Exercise aim:
Provide only the number of lines in the records below that include "match".

Data items:
================
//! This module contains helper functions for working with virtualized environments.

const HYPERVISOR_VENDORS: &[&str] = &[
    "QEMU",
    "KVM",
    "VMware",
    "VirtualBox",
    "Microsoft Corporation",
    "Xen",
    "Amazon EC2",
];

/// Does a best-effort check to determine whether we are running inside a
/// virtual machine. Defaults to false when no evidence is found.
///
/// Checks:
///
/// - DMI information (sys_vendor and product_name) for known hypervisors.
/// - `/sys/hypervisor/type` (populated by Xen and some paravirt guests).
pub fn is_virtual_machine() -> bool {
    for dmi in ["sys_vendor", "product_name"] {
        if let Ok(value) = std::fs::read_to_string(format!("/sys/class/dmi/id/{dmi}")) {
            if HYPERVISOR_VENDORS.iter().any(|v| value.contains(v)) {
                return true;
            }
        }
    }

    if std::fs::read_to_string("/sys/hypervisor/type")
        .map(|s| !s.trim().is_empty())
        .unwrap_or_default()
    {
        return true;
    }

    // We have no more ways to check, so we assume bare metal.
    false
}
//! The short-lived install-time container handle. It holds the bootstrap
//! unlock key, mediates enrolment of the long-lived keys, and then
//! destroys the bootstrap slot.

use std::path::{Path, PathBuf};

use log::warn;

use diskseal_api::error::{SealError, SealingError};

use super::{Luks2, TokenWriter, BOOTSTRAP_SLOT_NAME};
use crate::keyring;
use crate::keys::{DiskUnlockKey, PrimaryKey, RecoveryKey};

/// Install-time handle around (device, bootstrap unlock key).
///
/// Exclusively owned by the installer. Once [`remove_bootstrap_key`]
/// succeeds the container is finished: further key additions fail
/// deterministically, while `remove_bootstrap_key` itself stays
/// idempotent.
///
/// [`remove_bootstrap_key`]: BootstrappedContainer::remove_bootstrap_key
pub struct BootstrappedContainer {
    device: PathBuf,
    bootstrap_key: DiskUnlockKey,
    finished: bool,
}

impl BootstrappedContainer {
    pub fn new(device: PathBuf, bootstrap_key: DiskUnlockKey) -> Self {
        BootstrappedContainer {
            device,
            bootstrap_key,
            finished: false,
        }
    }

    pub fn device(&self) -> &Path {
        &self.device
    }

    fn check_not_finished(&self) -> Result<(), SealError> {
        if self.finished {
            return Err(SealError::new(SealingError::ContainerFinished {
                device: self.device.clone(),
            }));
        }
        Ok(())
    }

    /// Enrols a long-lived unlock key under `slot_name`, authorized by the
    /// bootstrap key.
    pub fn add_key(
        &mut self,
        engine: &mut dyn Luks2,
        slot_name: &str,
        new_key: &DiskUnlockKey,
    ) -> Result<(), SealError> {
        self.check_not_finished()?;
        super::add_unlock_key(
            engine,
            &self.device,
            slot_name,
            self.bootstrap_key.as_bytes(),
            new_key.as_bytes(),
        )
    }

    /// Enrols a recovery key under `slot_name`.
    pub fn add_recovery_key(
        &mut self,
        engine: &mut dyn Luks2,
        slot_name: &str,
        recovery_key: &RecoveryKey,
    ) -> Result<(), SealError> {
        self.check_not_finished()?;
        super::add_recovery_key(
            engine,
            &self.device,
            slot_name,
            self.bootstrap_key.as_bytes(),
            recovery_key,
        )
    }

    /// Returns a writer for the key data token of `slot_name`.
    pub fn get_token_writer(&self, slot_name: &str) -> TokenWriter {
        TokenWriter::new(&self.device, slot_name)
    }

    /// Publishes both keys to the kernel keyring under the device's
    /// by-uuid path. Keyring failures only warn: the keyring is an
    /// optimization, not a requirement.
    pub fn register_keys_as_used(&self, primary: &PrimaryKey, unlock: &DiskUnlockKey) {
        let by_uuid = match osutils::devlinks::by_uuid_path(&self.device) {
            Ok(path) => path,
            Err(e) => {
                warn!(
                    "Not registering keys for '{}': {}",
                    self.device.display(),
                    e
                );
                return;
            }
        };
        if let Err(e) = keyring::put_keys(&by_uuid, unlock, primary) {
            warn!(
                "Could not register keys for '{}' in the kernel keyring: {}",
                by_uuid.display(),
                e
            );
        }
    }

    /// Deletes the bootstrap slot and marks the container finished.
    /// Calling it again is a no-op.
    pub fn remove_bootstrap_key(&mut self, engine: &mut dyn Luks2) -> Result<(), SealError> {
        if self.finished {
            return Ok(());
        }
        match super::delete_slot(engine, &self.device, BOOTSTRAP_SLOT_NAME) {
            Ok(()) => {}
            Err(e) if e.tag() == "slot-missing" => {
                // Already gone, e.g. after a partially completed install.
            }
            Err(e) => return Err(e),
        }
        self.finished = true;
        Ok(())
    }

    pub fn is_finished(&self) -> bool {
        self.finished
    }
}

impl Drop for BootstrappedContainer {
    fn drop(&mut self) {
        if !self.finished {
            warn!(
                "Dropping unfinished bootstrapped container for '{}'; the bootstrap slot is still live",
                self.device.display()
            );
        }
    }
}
================
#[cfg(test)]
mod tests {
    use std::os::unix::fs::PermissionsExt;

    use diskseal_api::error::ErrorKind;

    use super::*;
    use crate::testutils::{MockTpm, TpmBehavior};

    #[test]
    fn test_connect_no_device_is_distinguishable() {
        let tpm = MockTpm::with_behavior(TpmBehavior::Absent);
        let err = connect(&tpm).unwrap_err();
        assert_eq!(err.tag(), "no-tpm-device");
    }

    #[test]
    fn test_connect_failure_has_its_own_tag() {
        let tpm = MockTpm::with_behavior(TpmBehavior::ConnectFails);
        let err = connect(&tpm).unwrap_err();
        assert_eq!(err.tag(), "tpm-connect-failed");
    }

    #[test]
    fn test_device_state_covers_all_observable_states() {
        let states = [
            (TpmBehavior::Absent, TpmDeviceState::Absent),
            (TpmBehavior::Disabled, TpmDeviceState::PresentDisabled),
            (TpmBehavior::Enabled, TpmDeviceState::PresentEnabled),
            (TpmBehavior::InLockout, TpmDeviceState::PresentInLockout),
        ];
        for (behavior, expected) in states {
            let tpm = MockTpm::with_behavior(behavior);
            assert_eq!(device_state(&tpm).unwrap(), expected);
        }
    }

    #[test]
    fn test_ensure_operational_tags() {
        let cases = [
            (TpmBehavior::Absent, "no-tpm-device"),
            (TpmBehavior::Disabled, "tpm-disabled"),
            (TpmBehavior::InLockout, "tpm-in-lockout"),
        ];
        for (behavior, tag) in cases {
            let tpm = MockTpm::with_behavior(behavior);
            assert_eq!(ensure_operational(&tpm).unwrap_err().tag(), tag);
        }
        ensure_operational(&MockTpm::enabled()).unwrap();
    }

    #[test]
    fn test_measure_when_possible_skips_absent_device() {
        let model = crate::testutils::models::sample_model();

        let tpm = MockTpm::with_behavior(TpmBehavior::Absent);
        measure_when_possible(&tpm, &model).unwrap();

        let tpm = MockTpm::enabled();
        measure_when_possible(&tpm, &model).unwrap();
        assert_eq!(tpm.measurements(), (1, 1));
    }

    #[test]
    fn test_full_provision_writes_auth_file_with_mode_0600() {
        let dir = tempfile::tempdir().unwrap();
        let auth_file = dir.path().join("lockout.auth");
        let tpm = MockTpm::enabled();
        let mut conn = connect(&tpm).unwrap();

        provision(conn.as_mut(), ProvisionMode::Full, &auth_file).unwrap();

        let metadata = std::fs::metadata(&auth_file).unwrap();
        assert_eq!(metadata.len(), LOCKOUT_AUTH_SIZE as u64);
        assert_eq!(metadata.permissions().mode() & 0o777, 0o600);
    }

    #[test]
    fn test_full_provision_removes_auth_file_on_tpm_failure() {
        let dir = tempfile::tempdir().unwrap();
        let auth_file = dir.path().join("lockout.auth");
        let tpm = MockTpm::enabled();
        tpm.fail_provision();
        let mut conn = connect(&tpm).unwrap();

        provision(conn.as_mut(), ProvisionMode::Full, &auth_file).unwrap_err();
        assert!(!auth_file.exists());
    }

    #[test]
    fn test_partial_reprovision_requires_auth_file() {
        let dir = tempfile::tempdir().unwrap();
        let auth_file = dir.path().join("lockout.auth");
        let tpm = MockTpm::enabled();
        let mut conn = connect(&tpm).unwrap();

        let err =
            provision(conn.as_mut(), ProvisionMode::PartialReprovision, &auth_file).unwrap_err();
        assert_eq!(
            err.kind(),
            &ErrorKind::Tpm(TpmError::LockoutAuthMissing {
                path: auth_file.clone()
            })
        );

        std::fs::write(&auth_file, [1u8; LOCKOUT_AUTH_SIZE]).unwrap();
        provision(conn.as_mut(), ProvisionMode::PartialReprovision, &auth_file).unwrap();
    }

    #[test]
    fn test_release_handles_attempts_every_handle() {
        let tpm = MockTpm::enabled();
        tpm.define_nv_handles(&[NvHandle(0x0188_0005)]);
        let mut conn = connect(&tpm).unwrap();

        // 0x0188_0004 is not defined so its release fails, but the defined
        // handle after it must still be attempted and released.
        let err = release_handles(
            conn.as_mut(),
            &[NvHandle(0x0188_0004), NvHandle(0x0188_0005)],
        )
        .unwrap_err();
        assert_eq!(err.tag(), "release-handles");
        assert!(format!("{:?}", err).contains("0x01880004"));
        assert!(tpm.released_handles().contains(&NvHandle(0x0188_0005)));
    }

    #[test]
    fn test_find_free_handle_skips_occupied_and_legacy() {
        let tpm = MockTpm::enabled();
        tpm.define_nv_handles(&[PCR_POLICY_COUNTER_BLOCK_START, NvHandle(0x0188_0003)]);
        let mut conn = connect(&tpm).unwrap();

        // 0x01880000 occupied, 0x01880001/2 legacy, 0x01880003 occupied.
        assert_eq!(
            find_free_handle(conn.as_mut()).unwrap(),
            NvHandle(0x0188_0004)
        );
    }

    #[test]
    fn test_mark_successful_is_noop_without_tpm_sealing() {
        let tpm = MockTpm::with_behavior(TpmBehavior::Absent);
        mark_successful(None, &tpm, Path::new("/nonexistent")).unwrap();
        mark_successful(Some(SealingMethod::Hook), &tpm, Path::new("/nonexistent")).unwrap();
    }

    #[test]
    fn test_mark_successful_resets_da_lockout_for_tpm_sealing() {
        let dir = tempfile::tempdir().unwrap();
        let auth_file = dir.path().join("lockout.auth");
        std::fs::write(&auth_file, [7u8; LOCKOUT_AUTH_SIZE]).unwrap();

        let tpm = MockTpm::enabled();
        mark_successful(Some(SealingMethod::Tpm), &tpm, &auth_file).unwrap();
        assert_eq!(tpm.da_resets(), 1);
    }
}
================
Task output:
2